There is a growing body of evidence that indicates
the educational importance of access to real-time environmental data. An NSF-sponsored
study done by the American Geophysical Union produced "Shaping the Future
of Undergraduate Earth System Education" (http://www.agu.org/sci_soc/spheres/toc.htm)
which states: "We can improve the teaching of Earth science at all levels
by incorporating new teaching methods using collaborative work, active learning
strategies, computers, and large Earth and space science data sets,"
and recommended that faculty should be able to "provide students with
computer exercises involving both modeling and the analysis of large spatial
and/or temporal data sets." At the middle school level, the formal independent
evaluation of Project Skymath (http://www.unidata.ucar.edu/support/mailinglist/mjd/Skymath.html)

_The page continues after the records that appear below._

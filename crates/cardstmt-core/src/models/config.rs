//! Configuration structures for the statement pipeline.

use serde::{Deserialize, Serialize};
use std::path::PathBuf;

use super::record::BankId;
use crate::error::CardStmtError;

/// Main configuration for the cardstmt pipeline.
#[derive(Debug, Clone, Default, Serialize, Deserialize)]
#[serde(default)]
pub struct StatementConfig {
    /// PDF text extraction configuration.
    pub pdf: PdfConfig,

    /// Bank classification configuration.
    pub classifier: ClassifierConfig,

    /// Batch processing configuration.
    pub batch: BatchConfig,

    /// Output configuration.
    pub output: OutputConfig,
}

/// Text extraction engine.
#[derive(Debug, Clone, Copy, PartialEq, Eq, Serialize, Deserialize)]
#[serde(rename_all = "snake_case")]
pub enum TextEngine {
    /// The `pdf-extract` crate.
    PdfExtract,
    /// Page-by-page extraction with `lopdf`.
    Lopdf,
}

/// PDF text extraction configuration.
#[derive(Debug, Clone, Serialize, Deserialize)]
#[serde(default)]
pub struct PdfConfig {
    /// Password for encrypted statements (empty = none).
    pub password: String,

    /// Engine tried first.
    pub primary_engine: TextEngine,

    /// Engine tried when the primary fails or returns no text.
    pub secondary_engine: TextEngine,
}

impl Default for PdfConfig {
    fn default() -> Self {
        Self {
            password: String::new(),
            primary_engine: TextEngine::PdfExtract,
            secondary_engine: TextEngine::Lopdf,
        }
    }
}

/// A user-supplied cue phrase.
#[derive(Debug, Clone, PartialEq, Eq, Serialize, Deserialize)]
pub struct CueConfig {
    /// Phrase searched for in lower-cased statement text.
    pub phrase: String,
    /// Bank reported when the phrase is found.
    pub bank: BankId,
}

/// Bank classification configuration.
#[derive(Debug, Clone, Default, Serialize, Deserialize)]
#[serde(default)]
pub struct ClassifierConfig {
    /// Cues checked after the built-in table, in order.
    pub extra_cues: Vec<CueConfig>,
}

/// Batch processing configuration.
#[derive(Debug, Clone, Serialize, Deserialize)]
#[serde(default)]
pub struct BatchConfig {
    /// Number of documents processed in parallel.
    pub jobs: usize,

    /// File extensions picked up from the input folder.
    pub extensions: Vec<String>,
}

impl Default for BatchConfig {
    fn default() -> Self {
        Self {
            jobs: 4,
            extensions: vec!["pdf".to_string()],
        }
    }
}

impl BatchConfig {
    /// Whether a file extension is accepted (case-insensitive).
    pub fn accepts_extension(&self, ext: &str) -> bool {
        self.extensions.iter().any(|e| e.eq_ignore_ascii_case(ext))
    }
}

/// Output configuration.
#[derive(Debug, Clone, Serialize, Deserialize)]
#[serde(default)]
pub struct OutputConfig {
    /// JSON results path.
    pub json_path: PathBuf,

    /// CSV results path.
    pub csv_path: PathBuf,

    /// Print the JSON results to stdout.
    pub print_console: bool,
}

impl Default for OutputConfig {
    fn default() -> Self {
        Self {
            json_path: PathBuf::from("results.json"),
            csv_path: PathBuf::from("results.csv"),
            print_console: true,
        }
    }
}

impl StatementConfig {
    /// Load configuration from a JSON file.
    pub fn from_file(path: &std::path::Path) -> Result<Self, std::io::Error> {
        let content = std::fs::read_to_string(path)?;
        serde_json::from_str(&content).map_err(|e| {
            std::io::Error::new(std::io::ErrorKind::InvalidData, e.to_string())
        })
    }

    /// Save configuration to a JSON file.
    pub fn save(&self, path: &std::path::Path) -> Result<(), std::io::Error> {
        let content = serde_json::to_string_pretty(self).map_err(|e| {
            std::io::Error::new(std::io::ErrorKind::InvalidData, e.to_string())
        })?;
        std::fs::write(path, content)
    }

    /// Check values that deserialize fine but cannot drive a run.
    pub fn validate(&self) -> crate::Result<()> {
        if self.batch.jobs == 0 {
            return Err(CardStmtError::Config("batch.jobs must be at least 1".to_string()));
        }
        if self.batch.extensions.iter().all(|ext| ext.trim().is_empty()) {
            return Err(CardStmtError::Config("batch.extensions must name at least one extension".to_string()));
        }
        if let Some(cue) = self.classifier.extra_cues.iter().find(|cue| !cue.bank.is_known()) {
            return Err(CardStmtError::Config(format!(
                "cue {:?} must map to a known bank, not {}",
                cue.phrase, cue.bank
            )));
        }
        Ok(())
    }
}

#[cfg(test)]
mod tests {
    use super::*;
    use pretty_assertions::assert_eq;

    #[test]
    fn test_defaults() {
        let config = StatementConfig::default();
        assert_eq!(config.pdf.primary_engine, TextEngine::PdfExtract);
        assert_eq!(config.pdf.secondary_engine, TextEngine::Lopdf);
        assert!(config.pdf.password.is_empty());
        assert_eq!(config.batch.jobs, 4);
        assert_eq!(config.output.json_path, PathBuf::from("results.json"));
        assert_eq!(config.output.csv_path, PathBuf::from("results.csv"));
        assert!(config.classifier.extra_cues.is_empty());
    }

    #[test]
    fn test_partial_json_uses_defaults() {
        let json = r#"{
            "pdf": { "primary_engine": "lopdf" },
            "classifier": { "extra_cues": [ { "phrase": "acme card services", "bank": "bank4" } ] }
        }"#;

        let config: StatementConfig = serde_json::from_str(json).unwrap();
        assert_eq!(config.pdf.primary_engine, TextEngine::Lopdf);
        assert_eq!(config.pdf.secondary_engine, TextEngine::Lopdf);
        assert_eq!(
            config.classifier.extra_cues,
            vec![CueConfig {
                phrase: "acme card services".to_string(),
                bank: BankId::Bank4,
            }]
        );
        assert_eq!(config.batch.jobs, 4);
    }

    #[test]
    fn test_accepts_extension() {
        let batch = BatchConfig::default();
        assert!(batch.accepts_extension("pdf"));
        assert!(batch.accepts_extension("PDF"));
        assert!(!batch.accepts_extension("txt"));
    }

    #[test]
    fn test_save_and_load() {
        let dir = tempfile::tempdir().unwrap();
        let path = dir.path().join("config.json");

        let mut config = StatementConfig::default();
        config.pdf.password = "secret".to_string();
        config.batch.jobs = 2;
        config.save(&path).unwrap();

        let loaded = StatementConfig::from_file(&path).unwrap();
        assert_eq!(loaded.pdf.password, "secret");
        assert_eq!(loaded.batch.jobs, 2);
    }

    #[test]
    fn test_invalid_file_is_invalid_data() {
        let dir = tempfile::tempdir().unwrap();
        let path = dir.path().join("config.json");
        std::fs::write(&path, "{ not json").unwrap();

        let err = StatementConfig::from_file(&path).unwrap_err();
        assert_eq!(err.kind(), std::io::ErrorKind::InvalidData);
    }

    #[test]
    fn test_validate() {
        assert!(StatementConfig::default().validate().is_ok());

        let mut config = StatementConfig::default();
        config.batch.jobs = 0;
        assert!(matches!(config.validate(), Err(CardStmtError::Config(_))));

        let mut config = StatementConfig::default();
        config.batch.extensions = vec![" ".to_string()];
        assert!(config.validate().is_err());

        let mut config = StatementConfig::default();
        config.classifier.extra_cues.push(CueConfig {
            phrase: "Acme".to_string(),
            bank: BankId::Unknown,
        });
        assert!(config.validate().is_err());
    }
}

states: "The study of real-time weather data and the use of technology
motivates students to learn mathematics."
DLESE provides a set of educational data
access scenarios at: http://www.dlese.org/usecases/forum.html.
These scenarios were distilled from a set of user "stories" at: http://www.dlese.org/people/workgroups/GUI/scenarios/user_scenarios.html.
Many of these relate to the DISCOVERY and USAGE of datasets which
are important THREDDS objectives; but the THREDDS infrastructure will also
enable a third important class of use cases, namely, users PUBLISHING
catalogs and inventories of datasets for others' use. A brief publishing
scenario would involve a learner (teacher, student, or researcher for that
matter) who has researched a particular topic area (convection for example) and
found a collection of datasets to illustrate the concept. The datasets might
reside on servers at different data provider sites. One site might have data
illustrating convection in the ocean, another atmospheric convection, and yet
another might show convection in the Earth's core or in stellar atmospheres.
Having uncovered this wealth of data, the learner will be able to publish an
article on convection which includes a THREDDS PICat (Publishable Inventory
Catalog) pointing to the data on the different servers and to a set of
THREDDS-instrumented visualization tools that will enable the reader to use the
visualization tools to interact with the data on the various THREDDS servers.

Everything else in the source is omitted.